When I took this picture I was shooting portraits of UPS drivers, so I had my large format camera and film and I was heading back to Williamsburg. As I was walking to the L train, there at 6th Avenue and 14th, there was this scene—and if you remember, there was a newsstand there on the northwest corner of the street, and I told the guys working there, “I work for the New York Times. I need to get on your roof.” And they’re like, “Okay, you can do whatever you want.” And then the cops came and of course said, “Get down from there!” I was like, “It’s okay, I work for the New York Times.” [laughter] It worked for enough time for me to get eight frames off. Of course, I wasn’t working for the New York Times that day, but I had a few weeks prior . . .
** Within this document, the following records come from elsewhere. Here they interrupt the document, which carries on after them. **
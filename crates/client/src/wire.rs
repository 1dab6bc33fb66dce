//! Wire shapes of the schedule backend.
//!
//! This is the only module that knows how the backend spells things: the
//! `+`-joined teacher field, 1-based semester and section numbers in save
//! requests, and the several field names older endpoints use for the same
//! value. Everything past this module works with [`models`] types.

use log::warn;
use models::{
    entry::{PersonalTimetable, TimetableEntry},
    subject::{Subject, SubjectCatalog, SubjectDetail, Teacher, parse_teacher_field},
    timetable::{FullTimetable, PeriodAssignment, SectionTimetable},
};
use serde::{Deserialize, Deserializer, Serialize, de::DeserializeOwned};
use serde_json::{Map, Value};
use std::str::FromStr;

/// Separator of teacher names in the joined encoding
pub const TEACHER_DELIMITER: &str = "+";

/// Name given to teachers whose record carries none
const UNKNOWN_TEACHER: &str = "Unknown";

/// Encoding used when writing teacher lists
#[derive(Debug, Clone, Copy, Default, PartialEq, Eq)]
pub enum WireVersion {
    /// Teachers joined into one `+`-delimited string
    #[default]
    V1,
    /// Teachers as a JSON array
    V2,
}

impl FromStr for WireVersion {
    type Err = String;

    fn from_str(s: &str) -> Result<Self, Self::Err> {
        match s.trim().to_lowercase().as_str() {
            "1" | "v1" => Ok(Self::V1),
            "2" | "v2" => Ok(Self::V2),
            _ => Err(format!("Unknown wire version: {s}")),
        }
    }
}

/// Teacher names as either encoding; both are accepted on read
#[derive(Debug, Clone, PartialEq, Eq, Serialize, Deserialize)]
#[serde(untagged)]
pub enum TeacherField {
    Joined(String),
    List(Vec<String>),
}

impl TeacherField {
    pub fn encode(names: &[String], version: WireVersion) -> Self {
        match version {
            WireVersion::V1 => Self::Joined(names.join(TEACHER_DELIMITER)),
            WireVersion::V2 => Self::List(names.to_vec()),
        }
    }

    /// Individual names, trimmed and without repeats
    pub fn names(&self) -> Vec<String> {
        match self {
            Self::Joined(raw) => parse_teacher_field(raw),
            Self::List(names) => parse_teacher_field(&names.join(TEACHER_DELIMITER)),
        }
    }
}

/// A timetable cell: `[teachers, subject, room]`
///
/// Reading never fails: missing or null parts are empty, and a cell that is
/// not an array reads as an empty cell.
#[derive(Debug, Clone, PartialEq, Eq, Serialize)]
pub struct WireCell(pub TeacherField, pub String, pub String);

impl<'de> Deserialize<'de> for WireCell {
    fn deserialize<D: Deserializer<'de>>(deserializer: D) -> Result<Self, D::Error> {
        let parts = match Value::deserialize(deserializer)? {
            Value::Array(parts) => parts,
            other => {
                warn!("Ignoring malformed timetable cell: {other}");
                Vec::new()
            }
        };

        let teachers = match parts.first() {
            Some(Value::Array(names)) => TeacherField::List(
                names
                    .iter()
                    .filter_map(Value::as_str)
                    .map(str::to_string)
                    .collect(),
            ),
            part => TeacherField::Joined(text_part(part)),
        };

        Ok(Self(teachers, text_part(parts.get(1)), text_part(parts.get(2))))
    }
}

/// Strings as-is, numbers in decimal, anything else empty.
/// Ids also arrive as either strings or numbers.
fn text_part(part: Option<&Value>) -> String {
    match part {
        Some(Value::String(text)) => text.clone(),
        Some(Value::Number(number)) => number.to_string(),
        _ => String::new(),
    }
}

pub type WireDay = Option<Vec<Option<WireCell>>>;
pub type WireSection = Vec<WireDay>;
pub type WireTimetable = Vec<Option<Vec<Option<WireSection>>>>;

/// Reads a cell; cells without teachers and subject are empty
pub fn cell_from_wire(cell: &WireCell) -> Option<PeriodAssignment> {
    let WireCell(teachers, subject, room) = cell;
    let teachers = teachers.names();
    let subject = subject.trim();

    if teachers.is_empty() && subject.is_empty() {
        return None;
    }

    Some(PeriodAssignment::new(teachers, subject, room.as_str()))
}

pub fn cell_to_wire(assignment: &PeriodAssignment, version: WireVersion) -> WireCell {
    WireCell(
        TeacherField::encode(&assignment.teachers, version),
        assignment.subject_code.clone(),
        assignment.room.clone(),
    )
}

pub fn section_from_wire(section: &WireSection) -> SectionTimetable {
    let days = section
        .iter()
        .map(|day| {
            day.as_ref().map(|periods| {
                periods
                    .iter()
                    .map(|cell| cell.as_ref().and_then(cell_from_wire))
                    .collect()
            })
        })
        .collect();

    SectionTimetable::from_days(days)
}

pub fn section_to_wire(grid: &SectionTimetable, version: WireVersion) -> WireSection {
    grid.days()
        .iter()
        .map(|day| {
            day.as_ref().map(|periods| {
                periods
                    .iter()
                    .map(|cell| cell.as_ref().map(|a| cell_to_wire(a, version)))
                    .collect()
            })
        })
        .collect()
}

pub fn timetable_from_wire(wire: &WireTimetable) -> FullTimetable {
    let semesters = wire
        .iter()
        .map(|sections| {
            sections
                .iter()
                .flatten()
                .map(|section| section.as_ref().map(section_from_wire).unwrap_or_default())
                .collect()
        })
        .collect();

    FullTimetable::from_semesters(semesters)
}

/// Body of `POST /schedules/save`
#[derive(Debug, Clone, PartialEq, Serialize)]
pub struct SavePayload {
    /// 1-based semester number
    pub semester: usize,
    /// 1-based section number
    pub section: usize,
    pub timetable: WireSection,
}

impl SavePayload {
    /// Builds the payload from 0-based model indices
    pub fn new(semester: usize, section: usize, grid: &SectionTimetable, version: WireVersion) -> Self {
        Self {
            semester: semester + 1,
            section: section + 1,
            timetable: section_to_wire(grid, version),
        }
    }
}

/// First present, non-blank value
fn first_text(candidates: [&Option<String>; 3]) -> Option<String> {
    candidates
        .into_iter()
        .flatten()
        .map(|text| text.trim())
        .find(|text| !text.is_empty())
        .map(str::to_string)
}

#[derive(Debug, Clone, Default, Deserialize)]
pub struct WireUser {
    #[serde(default)]
    pub name: Option<String>,
    #[serde(default)]
    pub email: Option<String>,
}

/// Teacher record of `GET /teachers`
#[derive(Debug, Clone, Default, Deserialize)]
pub struct WireTeacher {
    #[serde(default)]
    pub id: Option<Value>,
    #[serde(default)]
    pub name: Option<String>,
    #[serde(default)]
    pub user: Option<WireUser>,
    /// Either a department name or a department object
    #[serde(default)]
    pub department: Option<Value>,
    #[serde(default)]
    pub email: Option<String>,
}

impl WireTeacher {
    pub fn into_teacher(self) -> Teacher {
        let user = self.user.unwrap_or_default();
        let name = first_text([&self.name, &user.name, &None]).unwrap_or_else(|| UNKNOWN_TEACHER.to_string());
        let department = match self.department {
            Some(Value::String(name)) => Some(name),
            Some(Value::Object(fields)) => fields.get("name").and_then(Value::as_str).map(str::to_string),
            _ => None,
        };

        Teacher {
            id: text_part(self.id.as_ref()),
            name,
            department,
            email: self.email.or(user.email),
        }
    }
}

/// Course record of `GET /courses`
#[derive(Debug, Clone, Default, Deserialize)]
#[serde(rename_all = "camelCase")]
pub struct WireCourse {
    #[serde(default)]
    pub id: Option<Value>,
    #[serde(default)]
    pub course_code: Option<String>,
    #[serde(default)]
    pub code: Option<String>,
    #[serde(default)]
    pub course_name: Option<String>,
    #[serde(default)]
    pub name: Option<String>,
    #[serde(default)]
    pub credits: Option<f32>,
    #[serde(default)]
    pub teacher: Option<WireTeacher>,
    #[serde(default)]
    pub teacher_name: Option<TeacherField>,
    #[serde(default)]
    pub room_codes: Option<Vec<String>>,
}

impl WireCourse {
    pub fn code(&self) -> Option<String> {
        first_text([&self.course_code, &self.code, &None])
    }

    pub fn name(&self) -> Option<String> {
        first_text([&self.course_name, &self.name, &None])
    }

    pub fn into_subject(self) -> Subject {
        Subject {
            id: text_part(self.id.as_ref()),
            name: self.name().unwrap_or_default(),
            code: self.code().unwrap_or_default(),
            credits: self.credits,
        }
    }

    /// Catalog entry keyed by code, or by name when the course has no code
    fn into_catalog_entry(self) -> Option<(String, SubjectDetail)> {
        let code = self.code().or_else(|| self.name())?;
        let teachers = match (&self.teacher_name, &self.teacher) {
            (Some(field), _) => field.names(),
            (None, Some(teacher)) => {
                let user_name = teacher.user.as_ref().and_then(|user| user.name.clone());
                first_text([&teacher.name, &user_name, &None])
                    .map(|name| parse_teacher_field(&name))
                    .unwrap_or_default()
            }
            (None, None) => Vec::new(),
        };

        let detail = SubjectDetail {
            display_name: self.name().unwrap_or_else(|| code.clone()),
            teachers,
            candidate_rooms: self.room_codes.unwrap_or_default(),
            display_color: None,
        };
        Some((code, detail))
    }
}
At the time of this photo I was working on a show that was connecting the pigeons, water, and delivery systems. I was pleased with the works I included in the Greater New York show at MoMA PS1 in 2000; that’s when I showed a model portrait, the UPS logo, and I got into the conversation around this idea of delivery systems and photography’s complicity in those mechanisms. This photo of a river upstate that leads to the Hudson plugged in perfectly with this. I was trying to devise a method for making a photo show that didn’t have a thesis. I didn’t want to do German objective photography, and I didn’t want to be just intellectualizing. I wanted to actually author pictures and make beautiful pictures that surprised me; I desired to discover something. Looking back, I can see how I was trying to do it all. I think that’s why The Pink Bow was so important; it’s this metaphor for that thinking, a ribbon looping back on itself with a decorative flourish.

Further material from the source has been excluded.